Work instructions.
I need the number of lines in the listing below that include the string "Defaults", and only that number.

Given entries.

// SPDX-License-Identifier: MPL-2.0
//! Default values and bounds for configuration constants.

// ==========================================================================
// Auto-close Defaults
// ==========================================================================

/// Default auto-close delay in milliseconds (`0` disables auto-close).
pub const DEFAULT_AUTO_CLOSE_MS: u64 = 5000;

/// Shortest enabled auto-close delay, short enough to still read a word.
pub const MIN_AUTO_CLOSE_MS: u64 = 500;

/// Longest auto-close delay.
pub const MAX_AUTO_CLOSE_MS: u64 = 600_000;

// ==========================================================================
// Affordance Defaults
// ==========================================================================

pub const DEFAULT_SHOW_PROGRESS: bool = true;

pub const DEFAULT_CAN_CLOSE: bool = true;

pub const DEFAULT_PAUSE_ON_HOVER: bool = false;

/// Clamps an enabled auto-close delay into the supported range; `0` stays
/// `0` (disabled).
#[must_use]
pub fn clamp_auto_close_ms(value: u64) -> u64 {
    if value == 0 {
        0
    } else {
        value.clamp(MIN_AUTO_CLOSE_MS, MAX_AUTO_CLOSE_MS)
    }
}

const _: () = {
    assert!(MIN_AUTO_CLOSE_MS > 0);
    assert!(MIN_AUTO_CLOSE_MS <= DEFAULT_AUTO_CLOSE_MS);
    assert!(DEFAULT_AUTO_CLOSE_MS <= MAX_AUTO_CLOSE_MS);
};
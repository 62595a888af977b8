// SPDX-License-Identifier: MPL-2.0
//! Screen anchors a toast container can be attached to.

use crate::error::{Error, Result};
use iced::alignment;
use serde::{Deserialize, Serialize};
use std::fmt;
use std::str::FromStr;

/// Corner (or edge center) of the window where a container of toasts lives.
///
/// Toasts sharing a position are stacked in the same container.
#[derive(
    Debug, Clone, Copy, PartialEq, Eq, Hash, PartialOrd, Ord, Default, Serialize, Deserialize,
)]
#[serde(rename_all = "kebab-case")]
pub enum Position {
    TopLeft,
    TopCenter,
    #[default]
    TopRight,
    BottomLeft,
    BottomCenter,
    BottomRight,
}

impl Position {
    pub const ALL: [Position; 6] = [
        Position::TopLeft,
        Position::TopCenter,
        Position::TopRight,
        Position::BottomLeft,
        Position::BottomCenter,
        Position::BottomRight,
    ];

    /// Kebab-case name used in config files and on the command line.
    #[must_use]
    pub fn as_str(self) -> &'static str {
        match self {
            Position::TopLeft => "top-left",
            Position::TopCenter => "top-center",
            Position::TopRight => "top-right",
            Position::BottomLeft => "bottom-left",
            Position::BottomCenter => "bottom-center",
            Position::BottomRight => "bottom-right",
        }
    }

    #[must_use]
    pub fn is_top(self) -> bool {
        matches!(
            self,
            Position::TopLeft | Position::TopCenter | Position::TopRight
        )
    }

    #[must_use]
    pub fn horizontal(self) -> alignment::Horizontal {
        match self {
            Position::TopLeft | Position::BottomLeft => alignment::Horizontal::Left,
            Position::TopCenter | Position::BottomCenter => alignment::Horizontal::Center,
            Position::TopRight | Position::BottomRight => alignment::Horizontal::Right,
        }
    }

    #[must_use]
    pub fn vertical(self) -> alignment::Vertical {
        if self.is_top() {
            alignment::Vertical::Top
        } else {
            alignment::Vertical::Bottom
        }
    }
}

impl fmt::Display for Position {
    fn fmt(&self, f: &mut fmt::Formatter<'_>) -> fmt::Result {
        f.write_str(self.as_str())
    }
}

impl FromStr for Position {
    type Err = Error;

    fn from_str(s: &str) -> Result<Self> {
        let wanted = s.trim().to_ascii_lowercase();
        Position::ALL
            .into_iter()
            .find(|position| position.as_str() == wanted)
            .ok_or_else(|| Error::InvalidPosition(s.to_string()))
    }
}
...
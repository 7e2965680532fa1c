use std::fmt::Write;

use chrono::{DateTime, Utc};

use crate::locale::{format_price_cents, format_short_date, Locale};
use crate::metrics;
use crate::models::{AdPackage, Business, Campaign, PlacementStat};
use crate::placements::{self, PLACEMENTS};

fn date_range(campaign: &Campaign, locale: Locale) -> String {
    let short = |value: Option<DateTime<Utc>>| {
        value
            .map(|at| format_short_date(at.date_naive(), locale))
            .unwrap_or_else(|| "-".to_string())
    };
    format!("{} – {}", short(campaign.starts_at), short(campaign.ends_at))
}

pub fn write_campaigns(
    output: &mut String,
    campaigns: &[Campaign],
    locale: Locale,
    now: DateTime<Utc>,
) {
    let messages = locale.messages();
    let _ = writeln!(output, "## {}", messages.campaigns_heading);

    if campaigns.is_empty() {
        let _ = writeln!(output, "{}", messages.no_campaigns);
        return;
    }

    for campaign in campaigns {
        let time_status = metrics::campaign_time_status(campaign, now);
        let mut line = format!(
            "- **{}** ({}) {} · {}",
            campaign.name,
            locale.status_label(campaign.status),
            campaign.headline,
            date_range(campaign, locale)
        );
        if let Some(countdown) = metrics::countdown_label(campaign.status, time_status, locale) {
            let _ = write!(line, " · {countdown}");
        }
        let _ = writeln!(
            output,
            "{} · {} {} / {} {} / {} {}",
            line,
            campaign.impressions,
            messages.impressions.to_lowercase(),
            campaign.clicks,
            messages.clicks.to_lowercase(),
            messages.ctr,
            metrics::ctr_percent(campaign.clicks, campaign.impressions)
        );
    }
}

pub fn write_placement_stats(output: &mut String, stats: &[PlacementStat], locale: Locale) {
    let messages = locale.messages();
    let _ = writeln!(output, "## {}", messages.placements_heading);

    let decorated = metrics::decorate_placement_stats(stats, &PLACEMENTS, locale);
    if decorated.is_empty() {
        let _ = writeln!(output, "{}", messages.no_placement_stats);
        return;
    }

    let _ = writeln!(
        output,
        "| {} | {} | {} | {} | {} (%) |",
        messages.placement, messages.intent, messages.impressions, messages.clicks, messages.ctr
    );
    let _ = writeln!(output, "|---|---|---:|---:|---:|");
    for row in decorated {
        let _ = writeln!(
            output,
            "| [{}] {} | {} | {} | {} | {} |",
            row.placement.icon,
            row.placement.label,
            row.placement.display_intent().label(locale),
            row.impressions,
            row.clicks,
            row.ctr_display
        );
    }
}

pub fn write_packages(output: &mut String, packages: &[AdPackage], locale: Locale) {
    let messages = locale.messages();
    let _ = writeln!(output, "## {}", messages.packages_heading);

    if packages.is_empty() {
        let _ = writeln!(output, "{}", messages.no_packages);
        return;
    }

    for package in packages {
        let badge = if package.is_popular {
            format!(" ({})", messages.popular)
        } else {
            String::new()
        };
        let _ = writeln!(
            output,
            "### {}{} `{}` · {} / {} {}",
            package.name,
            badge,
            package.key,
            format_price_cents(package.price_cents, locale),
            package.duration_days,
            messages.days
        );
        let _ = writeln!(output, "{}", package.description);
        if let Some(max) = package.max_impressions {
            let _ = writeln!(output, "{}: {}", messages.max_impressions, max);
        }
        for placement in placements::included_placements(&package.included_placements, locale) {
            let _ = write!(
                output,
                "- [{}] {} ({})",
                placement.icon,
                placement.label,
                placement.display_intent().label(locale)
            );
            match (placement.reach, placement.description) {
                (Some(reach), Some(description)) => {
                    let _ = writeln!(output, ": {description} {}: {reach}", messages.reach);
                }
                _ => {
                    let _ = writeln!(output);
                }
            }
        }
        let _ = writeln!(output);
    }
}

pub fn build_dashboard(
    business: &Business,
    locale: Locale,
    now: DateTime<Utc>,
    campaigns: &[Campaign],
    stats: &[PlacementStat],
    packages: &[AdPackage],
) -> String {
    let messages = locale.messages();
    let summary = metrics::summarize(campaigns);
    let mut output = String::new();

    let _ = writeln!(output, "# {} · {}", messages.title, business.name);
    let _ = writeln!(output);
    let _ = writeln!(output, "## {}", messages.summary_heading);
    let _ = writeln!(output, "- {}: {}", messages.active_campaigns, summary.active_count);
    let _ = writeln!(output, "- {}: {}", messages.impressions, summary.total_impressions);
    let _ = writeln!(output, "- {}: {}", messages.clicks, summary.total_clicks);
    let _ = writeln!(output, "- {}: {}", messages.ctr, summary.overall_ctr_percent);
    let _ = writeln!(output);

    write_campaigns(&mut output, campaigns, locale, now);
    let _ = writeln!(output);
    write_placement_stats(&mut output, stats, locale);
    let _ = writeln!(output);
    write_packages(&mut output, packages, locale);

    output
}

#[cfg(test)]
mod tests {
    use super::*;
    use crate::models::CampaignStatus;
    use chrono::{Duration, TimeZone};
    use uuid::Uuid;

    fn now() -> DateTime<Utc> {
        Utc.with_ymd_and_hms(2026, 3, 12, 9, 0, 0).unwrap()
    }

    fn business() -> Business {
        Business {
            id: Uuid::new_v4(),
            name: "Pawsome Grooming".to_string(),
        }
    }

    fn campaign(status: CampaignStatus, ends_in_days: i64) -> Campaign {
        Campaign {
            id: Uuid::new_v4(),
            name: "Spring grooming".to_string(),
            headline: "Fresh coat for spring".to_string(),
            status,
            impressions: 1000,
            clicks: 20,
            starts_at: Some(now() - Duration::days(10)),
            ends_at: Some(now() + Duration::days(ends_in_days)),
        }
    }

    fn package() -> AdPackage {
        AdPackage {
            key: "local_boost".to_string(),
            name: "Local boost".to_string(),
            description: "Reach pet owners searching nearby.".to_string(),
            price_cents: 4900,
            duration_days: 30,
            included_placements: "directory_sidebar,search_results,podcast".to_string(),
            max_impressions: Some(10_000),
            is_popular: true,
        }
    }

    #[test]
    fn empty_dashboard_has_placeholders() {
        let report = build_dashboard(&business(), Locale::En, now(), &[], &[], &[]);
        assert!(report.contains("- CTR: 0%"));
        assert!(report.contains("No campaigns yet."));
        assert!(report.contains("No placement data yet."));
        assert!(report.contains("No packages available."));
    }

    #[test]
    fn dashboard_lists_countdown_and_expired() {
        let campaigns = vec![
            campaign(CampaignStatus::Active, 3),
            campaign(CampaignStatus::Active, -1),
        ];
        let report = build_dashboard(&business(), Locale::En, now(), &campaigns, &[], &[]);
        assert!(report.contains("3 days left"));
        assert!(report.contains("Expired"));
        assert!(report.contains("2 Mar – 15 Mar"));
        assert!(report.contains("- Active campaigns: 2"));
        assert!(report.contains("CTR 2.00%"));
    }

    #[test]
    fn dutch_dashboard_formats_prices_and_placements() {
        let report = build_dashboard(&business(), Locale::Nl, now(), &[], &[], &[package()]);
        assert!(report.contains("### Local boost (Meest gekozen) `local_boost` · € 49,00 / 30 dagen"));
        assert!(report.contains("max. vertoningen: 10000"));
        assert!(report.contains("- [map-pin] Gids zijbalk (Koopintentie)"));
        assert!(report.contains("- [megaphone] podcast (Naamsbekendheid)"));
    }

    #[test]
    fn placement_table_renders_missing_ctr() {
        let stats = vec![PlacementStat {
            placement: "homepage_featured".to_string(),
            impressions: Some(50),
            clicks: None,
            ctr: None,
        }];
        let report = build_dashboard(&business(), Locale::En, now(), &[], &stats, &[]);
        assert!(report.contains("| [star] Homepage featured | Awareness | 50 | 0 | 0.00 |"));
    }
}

Completed task.
2